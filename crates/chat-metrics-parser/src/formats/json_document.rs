use serde_json::Value;

use crate::errors::{ParserError, SkipReason};
use crate::model::{Message, Role, Transcript};
use crate::registry::TranscriptParser;

use super::{lookup_json, parse_timestamp, CONTENT_FIELDS, ROLE_FIELDS, TIMESTAMP_FIELDS};

/// Accepts either `{"messages": [...]}` or a bare array of message objects.
pub struct JsonTranscriptParser;

impl JsonTranscriptParser {
    const NAME: &'static str = "JSON";

    fn items(root: Value) -> Result<Vec<Value>, ParserError> {
        match root {
            Value::Array(items) => Ok(items),
            Value::Object(mut object) => match object.remove("messages") {
                Some(Value::Array(items)) => Ok(items),
                Some(other) => Err(ParserError::UnrecognizedShape {
                    parser: Self::NAME,
                    reason: format!("'messages' must be a list, found {}", value_kind(&other)),
                }),
                None => Err(ParserError::UnrecognizedShape {
                    parser: Self::NAME,
                    reason: "expected a list or an object with a 'messages' field".to_string(),
                }),
            },
            other => Err(ParserError::UnrecognizedShape {
                parser: Self::NAME,
                reason: format!("expected a list or an object, found {}", value_kind(&other)),
            }),
        }
    }

    fn message_from(item: &Value) -> Result<Message, SkipReason> {
        let object = item.as_object().ok_or(SkipReason::NotAnObject)?;

        let timestamp = lookup_json(object, TIMESTAMP_FIELDS).ok_or(SkipReason::MissingTimestamp)?;
        let role = lookup_json(object, ROLE_FIELDS)
            .and_then(Value::as_str)
            .ok_or(SkipReason::MissingRole)?;
        let timestamp = match timestamp {
            Value::String(text) => parse_timestamp(text)?,
            other => return Err(SkipReason::InvalidTimestamp(other.to_string())),
        };
        let content = match lookup_json(object, CONTENT_FIELDS) {
            Some(Value::String(text)) => text.clone(),
            Some(other) => other.to_string(),
            None => String::new(),
        };

        Ok(Message {
            timestamp,
            role: Role::from(role),
            content,
        })
    }
}

impl TranscriptParser for JsonTranscriptParser {
    fn name(&self) -> &'static str {
        Self::NAME
    }

    fn parse(&self, content: &str) -> Result<Transcript, ParserError> {
        let root: Value = serde_json::from_str(content).map_err(|source| ParserError::Json {
            parser: Self::NAME,
            source,
        })?;

        let mut transcript = Transcript::default();
        for (index, item) in Self::items(root)?.iter().enumerate() {
            match Self::message_from(item) {
                Ok(message) => transcript.push_message(message),
                Err(reason) => transcript.push_skipped(index, reason),
            }
        }
        Ok(transcript)
    }
}

fn value_kind(value: &Value) -> &'static str {
    match value {
        Value::Null => "null",
        Value::Bool(_) => "a boolean",
        Value::Number(_) => "a number",
        Value::String(_) => "a string",
        Value::Array(_) => "a list",
        Value::Object(_) => "an object",
    }
}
* * *
## Task directions
Reproduce every record above exactly as it is written.

## Task solution
filename crates/chat-metrics-parser/src/formats/json_document.rs
use serde_json::Value;

use crate::errors::{ParserError, SkipReason};
use crate::model::{Message, Role, Transcript};
use crate::registry::TranscriptParser;

use super::{lookup_json, parse_timestamp, CONTENT_FIELDS, ROLE_FIELDS, TIMESTAMP_FIELDS};

/// Accepts either `{"messages": [...]}` or a bare array of message objects.
pub struct JsonTranscriptParser;

impl JsonTranscriptParser {
    const NAME: &'static str = "JSON";

    fn items(root: Value) -> Result<Vec<Value>, ParserError> {
        match root {
            Value::Array(items) => Ok(items),
            Value::Object(mut object) => match object.remove("messages") {
                Some(Value::Array(items)) => Ok(items),
                Some(other) => Err(ParserError::UnrecognizedShape {
                    parser: Self::NAME,
                    reason: format!("'messages' must be a list, found {}", value_kind(&other)),
                }),
                None => Err(ParserError::UnrecognizedShape {
                    parser: Self::NAME,
                    reason: "expected a list or an object with a 'messages' field".to_string(),
                }),
            },
            other => Err(ParserError::UnrecognizedShape {
                parser: Self::NAME,
                reason: format!("expected a list or an object, found {}", value_kind(&other)),
            }),
        }
    }

    fn message_from(item: &Value) -> Result<Message, SkipReason> {
        let object = item.as_object().ok_or(SkipReason::NotAnObject)?;

        let timestamp = lookup_json(object, TIMESTAMP_FIELDS).ok_or(SkipReason::MissingTimestamp)?;
        let role = lookup_json(object, ROLE_FIELDS)
            .and_then(Value::as_str)
            .ok_or(SkipReason::MissingRole)?;
        let timestamp = match timestamp {
            Value::String(text) => parse_timestamp(text)?,
            other => return Err(SkipReason::InvalidTimestamp(other.to_string())),
        };
        let content = match lookup_json(object, CONTENT_FIELDS) {
            Some(Value::String(text)) => text.clone(),
            Some(other) => other.to_string(),
            None => String::new(),
        };

        Ok(Message {
            timestamp,
            role: Role::from(role),
            content,
        })
    }
}

impl TranscriptParser for JsonTranscriptParser {
    fn name(&self) -> &'static str {
        Self::NAME
    }

    fn parse(&self, content: &str) -> Result<Transcript, ParserError> {
        let root: Value = serde_json::from_str(content).map_err(|source| ParserError::Json {
            parser: Self::NAME,
            source,
        })?;

        let mut transcript = Transcript::default();
        for (index, item) in Self::items(root)?.iter().enumerate() {
            match Self::message_from(item) {
                Ok(message) => transcript.push_message(message),
                Err(reason) => transcript.push_skipped(index, reason),
            }
        }
        Ok(transcript)
    }
}

fn value_kind(value: &Value) -> &'static str {
    match value {
        Value::Null => "null",
        Value::Bool(_) => "a boolean",
        Value::Number(_) => "a number",
        Value::String(_) => "a string",
        Value::Array(_) => "a list",
        Value::Object(_) => "an object",
    }
}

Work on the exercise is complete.